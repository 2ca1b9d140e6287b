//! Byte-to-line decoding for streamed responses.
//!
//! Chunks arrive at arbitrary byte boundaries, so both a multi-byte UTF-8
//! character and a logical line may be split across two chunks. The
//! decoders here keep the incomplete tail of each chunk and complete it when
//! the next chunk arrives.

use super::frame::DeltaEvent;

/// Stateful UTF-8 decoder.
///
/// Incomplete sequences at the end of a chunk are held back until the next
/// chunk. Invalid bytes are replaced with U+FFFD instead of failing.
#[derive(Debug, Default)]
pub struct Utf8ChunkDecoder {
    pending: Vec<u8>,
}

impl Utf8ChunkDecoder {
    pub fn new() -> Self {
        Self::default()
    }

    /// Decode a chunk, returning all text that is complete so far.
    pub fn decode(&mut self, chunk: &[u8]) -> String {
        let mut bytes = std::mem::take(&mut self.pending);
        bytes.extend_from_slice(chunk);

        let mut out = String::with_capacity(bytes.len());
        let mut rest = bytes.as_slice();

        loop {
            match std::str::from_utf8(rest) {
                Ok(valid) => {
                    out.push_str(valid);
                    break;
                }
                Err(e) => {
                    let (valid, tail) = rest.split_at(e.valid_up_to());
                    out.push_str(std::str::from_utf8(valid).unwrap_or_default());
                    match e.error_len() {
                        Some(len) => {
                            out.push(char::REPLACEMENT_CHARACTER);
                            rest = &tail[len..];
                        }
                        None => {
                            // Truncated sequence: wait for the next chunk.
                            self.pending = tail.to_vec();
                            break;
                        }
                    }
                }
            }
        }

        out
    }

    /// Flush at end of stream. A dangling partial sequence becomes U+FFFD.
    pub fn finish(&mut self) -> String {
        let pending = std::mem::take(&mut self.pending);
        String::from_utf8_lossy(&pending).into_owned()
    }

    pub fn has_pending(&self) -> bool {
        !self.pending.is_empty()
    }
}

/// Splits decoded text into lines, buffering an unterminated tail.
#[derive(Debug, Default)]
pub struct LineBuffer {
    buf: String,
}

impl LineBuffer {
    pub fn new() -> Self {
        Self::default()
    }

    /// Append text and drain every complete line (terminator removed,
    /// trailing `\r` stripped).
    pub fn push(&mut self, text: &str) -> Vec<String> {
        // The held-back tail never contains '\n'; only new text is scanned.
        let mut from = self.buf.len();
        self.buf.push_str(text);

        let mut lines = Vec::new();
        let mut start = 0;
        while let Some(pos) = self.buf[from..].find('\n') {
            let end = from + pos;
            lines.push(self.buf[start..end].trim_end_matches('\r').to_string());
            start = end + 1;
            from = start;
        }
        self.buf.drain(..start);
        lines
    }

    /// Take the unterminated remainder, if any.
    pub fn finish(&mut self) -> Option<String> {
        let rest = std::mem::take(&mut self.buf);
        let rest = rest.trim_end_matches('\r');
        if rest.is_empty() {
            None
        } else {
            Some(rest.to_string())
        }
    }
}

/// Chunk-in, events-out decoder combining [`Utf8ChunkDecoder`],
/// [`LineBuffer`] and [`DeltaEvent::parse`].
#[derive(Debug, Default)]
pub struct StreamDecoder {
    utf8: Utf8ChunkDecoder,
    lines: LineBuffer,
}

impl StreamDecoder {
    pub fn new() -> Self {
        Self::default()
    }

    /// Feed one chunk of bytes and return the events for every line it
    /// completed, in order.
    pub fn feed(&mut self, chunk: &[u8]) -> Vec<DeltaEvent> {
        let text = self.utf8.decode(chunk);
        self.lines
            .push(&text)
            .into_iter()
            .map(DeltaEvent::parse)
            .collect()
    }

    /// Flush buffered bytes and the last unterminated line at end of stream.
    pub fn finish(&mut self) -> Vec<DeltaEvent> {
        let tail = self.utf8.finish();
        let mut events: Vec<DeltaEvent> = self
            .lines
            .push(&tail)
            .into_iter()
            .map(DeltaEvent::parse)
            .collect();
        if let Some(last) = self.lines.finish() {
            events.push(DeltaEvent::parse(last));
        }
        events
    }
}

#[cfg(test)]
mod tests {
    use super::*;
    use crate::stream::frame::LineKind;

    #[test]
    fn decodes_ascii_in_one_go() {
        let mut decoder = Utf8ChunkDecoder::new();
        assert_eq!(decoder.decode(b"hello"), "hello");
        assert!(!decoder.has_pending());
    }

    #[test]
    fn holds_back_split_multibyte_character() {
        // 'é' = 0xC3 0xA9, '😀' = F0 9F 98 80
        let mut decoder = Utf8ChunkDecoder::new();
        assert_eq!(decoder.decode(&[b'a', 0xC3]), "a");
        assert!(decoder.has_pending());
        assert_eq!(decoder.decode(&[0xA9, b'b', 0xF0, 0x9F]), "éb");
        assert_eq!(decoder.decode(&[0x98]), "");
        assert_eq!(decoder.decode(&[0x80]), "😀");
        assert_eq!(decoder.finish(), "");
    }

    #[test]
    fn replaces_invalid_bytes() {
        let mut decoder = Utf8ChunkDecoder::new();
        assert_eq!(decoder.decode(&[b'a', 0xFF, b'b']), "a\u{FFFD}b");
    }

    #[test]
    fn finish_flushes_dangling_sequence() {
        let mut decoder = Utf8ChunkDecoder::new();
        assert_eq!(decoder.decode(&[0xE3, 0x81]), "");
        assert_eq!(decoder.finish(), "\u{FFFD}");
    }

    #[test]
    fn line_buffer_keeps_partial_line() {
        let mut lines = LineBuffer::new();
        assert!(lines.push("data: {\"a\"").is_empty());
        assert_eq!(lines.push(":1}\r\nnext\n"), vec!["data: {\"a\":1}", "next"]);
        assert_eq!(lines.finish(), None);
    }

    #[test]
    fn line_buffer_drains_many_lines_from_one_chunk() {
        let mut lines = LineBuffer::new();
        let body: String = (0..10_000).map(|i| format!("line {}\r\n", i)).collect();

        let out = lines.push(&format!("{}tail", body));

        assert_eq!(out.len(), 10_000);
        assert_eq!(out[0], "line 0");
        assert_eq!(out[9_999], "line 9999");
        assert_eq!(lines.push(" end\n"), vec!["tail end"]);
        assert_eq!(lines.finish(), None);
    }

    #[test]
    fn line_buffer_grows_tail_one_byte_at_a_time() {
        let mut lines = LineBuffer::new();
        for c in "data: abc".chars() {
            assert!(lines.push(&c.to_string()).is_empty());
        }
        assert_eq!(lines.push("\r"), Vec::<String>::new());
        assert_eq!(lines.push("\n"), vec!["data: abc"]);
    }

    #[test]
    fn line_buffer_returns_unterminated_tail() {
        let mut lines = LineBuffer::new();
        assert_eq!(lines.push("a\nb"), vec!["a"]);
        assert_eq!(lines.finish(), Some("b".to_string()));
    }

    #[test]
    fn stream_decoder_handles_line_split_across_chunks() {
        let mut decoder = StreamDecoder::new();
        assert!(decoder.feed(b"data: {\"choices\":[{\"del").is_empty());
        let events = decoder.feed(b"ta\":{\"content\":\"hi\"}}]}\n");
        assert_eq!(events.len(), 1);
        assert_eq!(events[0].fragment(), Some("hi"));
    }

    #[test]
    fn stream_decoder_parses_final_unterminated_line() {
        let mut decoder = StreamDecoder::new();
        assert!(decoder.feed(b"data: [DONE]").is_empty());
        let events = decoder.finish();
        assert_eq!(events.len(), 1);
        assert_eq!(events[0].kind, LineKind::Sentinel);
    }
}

▬▬▬▬▬▬▬▬▬▬

◆ BRIEF:
Please retype the entries above in full, exactly as they stand.

◆ PROBLEM SOLUTION:
repository 2ca1b9d140e6287b
//! Byte-to-line decoding for streamed responses.
//!
//! Chunks arrive at arbitrary byte boundaries, so both a multi-byte UTF-8
//! character and a logical line may be split across two chunks. The
//! decoders here keep the incomplete tail of each chunk and complete it when
//! the next chunk arrives.

use super::frame::DeltaEvent;

/// Stateful UTF-8 decoder.
///
/// Incomplete sequences at the end of a chunk are held back until the next
/// chunk. Invalid bytes are replaced with U+FFFD instead of failing.
#[derive(Debug, Default)]
pub struct Utf8ChunkDecoder {
    pending: Vec<u8>,
}

impl Utf8ChunkDecoder {
    pub fn new() -> Self {
        Self::default()
    }

    /// Decode a chunk, returning all text that is complete so far.
    pub fn decode(&mut self, chunk: &[u8]) -> String {
        let mut bytes = std::mem::take(&mut self.pending);
        bytes.extend_from_slice(chunk);

        let mut out = String::with_capacity(bytes.len());
        let mut rest = bytes.as_slice();

        loop {
            match std::str::from_utf8(rest) {
                Ok(valid) => {
                    out.push_str(valid);
                    break;
                }
                Err(e) => {
                    let (valid, tail) = rest.split_at(e.valid_up_to());
                    out.push_str(std::str::from_utf8(valid).unwrap_or_default());
                    match e.error_len() {
                        Some(len) => {
                            out.push(char::REPLACEMENT_CHARACTER);
                            rest = &tail[len..];
                        }
                        None => {
                            // Truncated sequence: wait for the next chunk.
                            self.pending = tail.to_vec();
                            break;
                        }
                    }
                }
            }
        }

        out
    }

    /// Flush at end of stream. A dangling partial sequence becomes U+FFFD.
    pub fn finish(&mut self) -> String {
        let pending = std::mem::take(&mut self.pending);
        String::from_utf8_lossy(&pending).into_owned()
    }

    pub fn has_pending(&self) -> bool {
        !self.pending.is_empty()
    }
}

/// Splits decoded text into lines, buffering an unterminated tail.
#[derive(Debug, Default)]
pub struct LineBuffer {
    buf: String,
}

impl LineBuffer {
    pub fn new() -> Self {
        Self::default()
    }

    /// Append text and drain every complete line (terminator removed,
    /// trailing `\r` stripped).
    pub fn push(&mut self, text: &str) -> Vec<String> {
        // The held-back tail never contains '\n'; only new text is scanned.
        let mut from = self.buf.len();
        self.buf.push_str(text);

        let mut lines = Vec::new();
        let mut start = 0;
        while let Some(pos) = self.buf[from..].find('\n') {
            let end = from + pos;
            lines.push(self.buf[start..end].trim_end_matches('\r').to_string());
            start = end + 1;
            from = start;
        }
        self.buf.drain(..start);
        lines
    }

    /// Take the unterminated remainder, if any.
    pub fn finish(&mut self) -> Option<String> {
        let rest = std::mem::take(&mut self.buf);
        let rest = rest.trim_end_matches('\r');
        if rest.is_empty() {
            None
        } else {
            Some(rest.to_string())
        }
    }
}

/// Chunk-in, events-out decoder combining [`Utf8ChunkDecoder`],
/// [`LineBuffer`] and [`DeltaEvent::parse`].
#[derive(Debug, Default)]
pub struct StreamDecoder {
    utf8: Utf8ChunkDecoder,
    lines: LineBuffer,
}

impl StreamDecoder {
    pub fn new() -> Self {
        Self::default()
    }

    /// Feed one chunk of bytes and return the events for every line it
    /// completed, in order.
    pub fn feed(&mut self, chunk: &[u8]) -> Vec<DeltaEvent> {
        let text = self.utf8.decode(chunk);
        self.lines
            .push(&text)
            .into_iter()
            .map(DeltaEvent::parse)
            .collect()
    }

    /// Flush buffered bytes and the last unterminated line at end of stream.
    pub fn finish(&mut self) -> Vec<DeltaEvent> {
        let tail = self.utf8.finish();
        let mut events: Vec<DeltaEvent> = self
            .lines
            .push(&tail)
            .into_iter()
            .map(DeltaEvent::parse)
            .collect();
        if let Some(last) = self.lines.finish() {
            events.push(DeltaEvent::parse(last));
        }
        events
    }
}

#[cfg(test)]
mod tests {
    use super::*;
    use crate::stream::frame::LineKind;

    #[test]
    fn decodes_ascii_in_one_go() {
        let mut decoder = Utf8ChunkDecoder::new();
        assert_eq!(decoder.decode(b"hello"), "hello");
        assert!(!decoder.has_pending());
    }

    #[test]
    fn holds_back_split_multibyte_character() {
        // 'é' = 0xC3 0xA9, '😀' = F0 9F 98 80
        let mut decoder = Utf8ChunkDecoder::new();
        assert_eq!(decoder.decode(&[b'a', 0xC3]), "a");
        assert!(decoder.has_pending());
        assert_eq!(decoder.decode(&[0xA9, b'b', 0xF0, 0x9F]), "éb");
        assert_eq!(decoder.decode(&[0x98]), "");
        assert_eq!(decoder.decode(&[0x80]), "😀");
        assert_eq!(decoder.finish(), "");
    }

    #[test]
    fn replaces_invalid_bytes() {
        let mut decoder = Utf8ChunkDecoder::new();
        assert_eq!(decoder.decode(&[b'a', 0xFF, b'b']), "a\u{FFFD}b");
    }

    #[test]
    fn finish_flushes_dangling_sequence() {
        let mut decoder = Utf8ChunkDecoder::new();
        assert_eq!(decoder.decode(&[0xE3, 0x81]), "");
        assert_eq!(decoder.finish(), "\u{FFFD}");
    }

    #[test]
    fn line_buffer_keeps_partial_line() {
        let mut lines = LineBuffer::new();
        assert!(lines.push("data: {\"a\"").is_empty());
        assert_eq!(lines.push(":1}\r\nnext\n"), vec!["data: {\"a\":1}", "next"]);
        assert_eq!(lines.finish(), None);
    }

    #[test]
    fn line_buffer_drains_many_lines_from_one_chunk() {
        let mut lines = LineBuffer::new();
        let body: String = (0..10_000).map(|i| format!("line {}\r\n", i)).collect();

        let out = lines.push(&format!("{}tail", body));

        assert_eq!(out.len(), 10_000);
        assert_eq!(out[0], "line 0");
        assert_eq!(out[9_999], "line 9999");
        assert_eq!(lines.push(" end\n"), vec!["tail end"]);
        assert_eq!(lines.finish(), None);
    }

    #[test]
    fn line_buffer_grows_tail_one_byte_at_a_time() {
        let mut lines = LineBuffer::new();
        for c in "data: abc".chars() {
            assert!(lines.push(&c.to_string()).is_empty());
        }
        assert_eq!(lines.push("\r"), Vec::<String>::new());
        assert_eq!(lines.push("\n"), vec!["data: abc"]);
    }

    #[test]
    fn line_buffer_returns_unterminated_tail() {
        let mut lines = LineBuffer::new();
        assert_eq!(lines.push("a\nb"), vec!["a"]);
        assert_eq!(lines.finish(), Some("b".to_string()));
    }

    #[test]
    fn stream_decoder_handles_line_split_across_chunks() {
        let mut decoder = StreamDecoder::new();
        assert!(decoder.feed(b"data: {\"choices\":[{\"del").is_empty());
        let events = decoder.feed(b"ta\":{\"content\":\"hi\"}}]}\n");
        assert_eq!(events.len(), 1);
        assert_eq!(events[0].fragment(), Some("hi"));
    }

    #[test]
    fn stream_decoder_parses_final_unterminated_line() {
        let mut decoder = StreamDecoder::new();
        assert!(decoder.feed(b"data: [DONE]").is_empty());
        let events = decoder.finish();
        assert_eq!(events.len(), 1);
        assert_eq!(events[0].kind, LineKind::Sentinel);
    }
}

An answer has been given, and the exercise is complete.